Author: Rebecca

I own this here little site.

Breakfast at Tiffany’s by Truman Capote

 

Breakfast at Tiffany'sBreakfast at Tiffany’s by Truman Capote

My rating: 4 of 5 stars

It’s impossible to read this book without seeing Audrey Hepburn as Holly Golightly–and so I didn’t bother to try. The book is not a romance about a kept man and the crazy party girl who falls for him, however.

In the book, it’s somewhat clear that the narrator is gay (though he doesn’t state it directly that I noticed) and that Holly Golightly is a woman that draws people in. She’s NYC’s “It” girl. She parties with wealthy men, “dates” a wealthy heir to a fortune (who probably prefers men, maybe even infantilism, and uses her as his beard), runs errands for mobsters, and generally seems to be having a pretty exciting life.

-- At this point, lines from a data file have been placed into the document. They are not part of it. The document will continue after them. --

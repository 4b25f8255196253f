//! Content splitting for generated proposal documents.
//!
//! Each submodule implements exactly one step, so each is testable on its
//! own and [`crate::layout`] only composes them.
//!
//! ## Data Flow
//!
//! ```text
//! normalize ──▶ sections ──▶ recover ──▶ tables ──▶ paginate
//! (cleanup)     (headings)   (nesting)   (JSON)     (pages)
//! ```
//!
//! 1. [`normalize`]: strip wrappers and invisible characters
//! 2. [`sections`]: split at headings, look sections up by title
//! 3. [`recover`]: lift add-ons and notes nested in the wrong section
//! 4. [`tables`]: read `veliz_*_table` fences and section descriptions
//! 5. [`paginate`]: chunk table rows into pages
//!
//! Nothing here returns an error: the input is untrusted generated text,
//! and every step degrades to "nothing found" instead.

pub mod normalize;
pub mod paginate;
pub mod recover;
pub mod sections;
pub mod tables;

pub use normalize::normalize_document;
pub use paginate::{paginate_rows, paginate_scope_table};
pub use recover::{recover_embedded_addons, recover_embedded_notes, Recovery};
pub use sections::{lookup_by_title, position_by_title, split_into_sections, Section};
pub use tables::{
    extract_description, extract_description_or, parse_pricing_table, parse_scope_table,
    CellValue, PricingRow, PricingSummary, PricingTable, ScopeRow, ScopeTable,
};
//! Deterministic pricing for cleaning-service proposals.
//!
//! ## Data Flow
//!
//! ```text
//! form input ──▶ details ──▶ calculator ──▶ PricingResult
//!                                               │
//! catalog ──▶ addons ──▶ AddonLine[] ──▶ totals ┴─▶ MonthlySummary
//! ```
//!
//! 1. [`details`]: turn the loosely-typed `service_specific_data` map into
//!    a per-service tagged union
//! 2. [`calculator`]: validate the form and compute the price band, hours
//!    and assumptions
//! 3. [`addons`]: catalog entries, add-on lines and amortization
//! 4. [`totals`]: fold the base price and add-on lines into a monthly
//!    figure plus a one-time-charges list
//!
//! Every function here is pure: the same input and rate table always yield
//! the same output.

pub mod addons;
pub mod calculator;
pub mod details;
pub mod totals;

pub use addons::{amortize_addon, AddonCatalog, AddonCatalogEntry, AddonFrequency, AddonLine};
pub use calculator::{calculate, calculate_breakdown, PriceBreakdown, PricingInput};
pub use details::ServiceDetails;
pub use totals::{summarize_monthly, total_monthly, BasePricing};

/// Round half-up to whole cents.
pub fn round_currency(value: f64) -> f64 {
    (value * 100.0).round() / 100.0
}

But she’s broken, of course. And her broken-ness is what makes her so haunting. She charges through life, both a victor and a victim, and finds a way to pick herself up, dust herself off, and keep running. She’s her own worst enemy and her own savior. And I think you can’t help but wish you were a little like her (though not too much) and wish that she’d been your neighbor, if even for a summer, so you’d have some stories about her to tell.

It’s really no wonder she’s an iconic character. She felt very real despite being a figment.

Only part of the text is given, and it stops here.